Saturday, October 18, 2008

A Mother's Retrospection


It was exactly 20 years ago today when my baby came into this world with his most angelic face soothing my very soul.

As I held him for the first time in my arms, the feeling was incredible … indescribable … irresistible.

He was tiny and frail but when I hugged him close to my heart I felt so strong and invincible. He was completely dependent on me but I felt that my very existence just depended on him. As I watched him sleep, all my troubles melted away and were replaced with palpable peace I never imagined existed.

My years were spent with careless abandon but when he came into my life, I was consumed with an overprotective feeling and I need to shield him from all harms both real and imagined. Yet, as I look into his eyes, a strong sense of security melted all those fears away. An inner voice told me “everything will be okay.”

It seems just like yesterday. The images are vividly imprinted in my mind and all the wonderful feelings are eternally embedded in my heart.

11 comments:

Anonymous said...

A slightly belated Happy Birthday to your beloved boy!

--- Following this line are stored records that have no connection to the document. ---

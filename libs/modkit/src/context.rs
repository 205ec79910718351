use sea_orm::DatabaseConnection;
use serde::de::DeserializeOwned;
use std::sync::Arc;
use tokio_util::sync::CancellationToken;

/// Provider of module-specific configuration (raw JSON sections only).
pub trait ConfigProvider: Send + Sync {
    /// Returns raw JSON section for the module, if any.
    fn get_module_config(&self, module_name: &str) -> Option<&serde_json::Value>;
}

/// Everything a module may read while initializing.
#[derive(Clone)]
pub struct ModuleCtx {
    db: Option<DatabaseConnection>,
    config_provider: Option<Arc<dyn ConfigProvider>>,
    cancellation_token: CancellationToken,
    module_name: Option<Arc<str>>,
}

pub struct ModuleCtxBuilder {
    inner: ModuleCtx,
}

impl ModuleCtxBuilder {
    pub fn new(token: CancellationToken) -> Self {
        Self {
            inner: ModuleCtx {
                db: None,
                config_provider: None,
                cancellation_token: token,
                module_name: None,
            },
        }
    }

    pub fn with_db(mut self, db: DatabaseConnection) -> Self {
        self.inner.db = Some(db);
        self
    }

    pub fn with_config_provider(mut self, p: Arc<dyn ConfigProvider>) -> Self {
        self.inner.config_provider = Some(p);
        self
    }

    pub fn build(self) -> ModuleCtx {
        self.inner
    }
}

impl ModuleCtx {
    /// Scope context to a specific module name.
    pub fn for_module(&self, name: &str) -> Self {
        let mut scoped = self.clone();
        scoped.module_name = Some(Arc::<str>::from(name));
        scoped
    }

    /// SeaORM connection handle (cheap to clone).
    pub fn db(&self) -> Option<DatabaseConnection> {
        self.db.clone()
    }

    pub fn cancellation_token(&self) -> &CancellationToken {
        &self.cancellation_token
    }

    pub fn current_module(&self) -> Option<&str> {
        self.module_name.as_deref()
    }

    /// Deserialize the module's config section into `T`.
    ///
    /// A missing section yields `T::default()`; a present but malformed section
    /// is an error naming the module.
    pub fn module_config<T: DeserializeOwned + Default>(&self) -> anyhow::Result<T> {
        let (Some(name), Some(p)) = (&self.module_name, &self.config_provider) else {
            return Ok(T::default());
        };
        match p.get_module_config(name) {
            Some(v) => serde_json::from_value::<T>(v.clone())
                .map_err(|e| anyhow::anyhow!("invalid {name} config: {e}")),
            None => Ok(T::default()),
        }
    }
}

#[cfg(test)]
mod tests {
    use super::*;
    use serde::Deserialize;
    use std::collections::HashMap;

    #[derive(Debug, Default, Deserialize, PartialEq)]
    #[serde(deny_unknown_fields)]
    struct DemoCfg {
        #[serde(default)]
        flag: bool,
    }

    struct MapProvider(HashMap<String, serde_json::Value>);

    impl ConfigProvider for MapProvider {
        fn get_module_config(&self, module_name: &str) -> Option<&serde_json::Value> {
            self.0.get(module_name)
        }
    }

    fn ctx_with(entries: &[(&str, serde_json::Value)]) -> ModuleCtx {
        let map = entries
            .iter()
            .map(|(k, v)| (k.to_string(), v.clone()))
            .collect();
        ModuleCtxBuilder::new(CancellationToken::new())
            .with_config_provider(Arc::new(MapProvider(map)))
            .build()
    }

    #[test]
    fn missing_section_falls_back_to_default() {
        let ctx = ctx_with(&[]).for_module("demo");
        let cfg: DemoCfg = ctx.module_config().unwrap();
        assert_eq!(cfg, DemoCfg::default());
    }

    #[test]
    fn present_section_is_parsed() {
        let ctx = ctx_with(&[("demo", serde_json::json!({"flag": true}))]).for_module("demo");
        let cfg: DemoCfg = ctx.module_config().unwrap();
        assert!(cfg.flag);
        assert_eq!(ctx.current_module(), Some("demo"));
    }

    #[test]
    fn malformed_section_is_an_error() {
        let ctx = ctx_with(&[("demo", serde_json::json!({"unknown": 1}))]).for_module("demo");
        let err = ctx.module_config::<DemoCfg>().unwrap_err();
        assert!(err.to_string().contains("invalid demo config"));
    }
}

The fact that the role of Mother came to me like putting on a glove tells me that I was more than ready to become Dylan's Mother. And I can hear that in your post too :-)

chemist said...

Searching Soul;

Interesting blog! We have similar experiences! I can empathize with you over that 13-hour flight!! Ugh! That's the part of international travel that I hate. I am "cursed" by the fact that I cannot sleep on a plane so when I arrive to wherever, I am usually a basket case: tired and exhausted. But once the jet lag wears off, then I can start to enjoy the new experiences, cultures, people, etc. And of course take pictures!! No reason I can't have a wee bit of fun while I work! Right?

Thanks for stopping by my blog, "Traveling Chemist". I expect my next trip will carry me once again to the Middle East. Naturally I will be posting pictures along the way! Until then ... best of luck in your new blog.

Traveling Chemist

Unknown said...

This post is a lovely "gift" to your son! Congratulations ... to both of you!

Small Footprints
http://reducefootprints.blogspot.com

John said...

Hi searchingsoul,

A warm welcome to my country Malaysia. You have included all the right ingredients for a great time in Malaysia! Food, shopping and great scenery are exactly what makes Malaysia a travel haven :)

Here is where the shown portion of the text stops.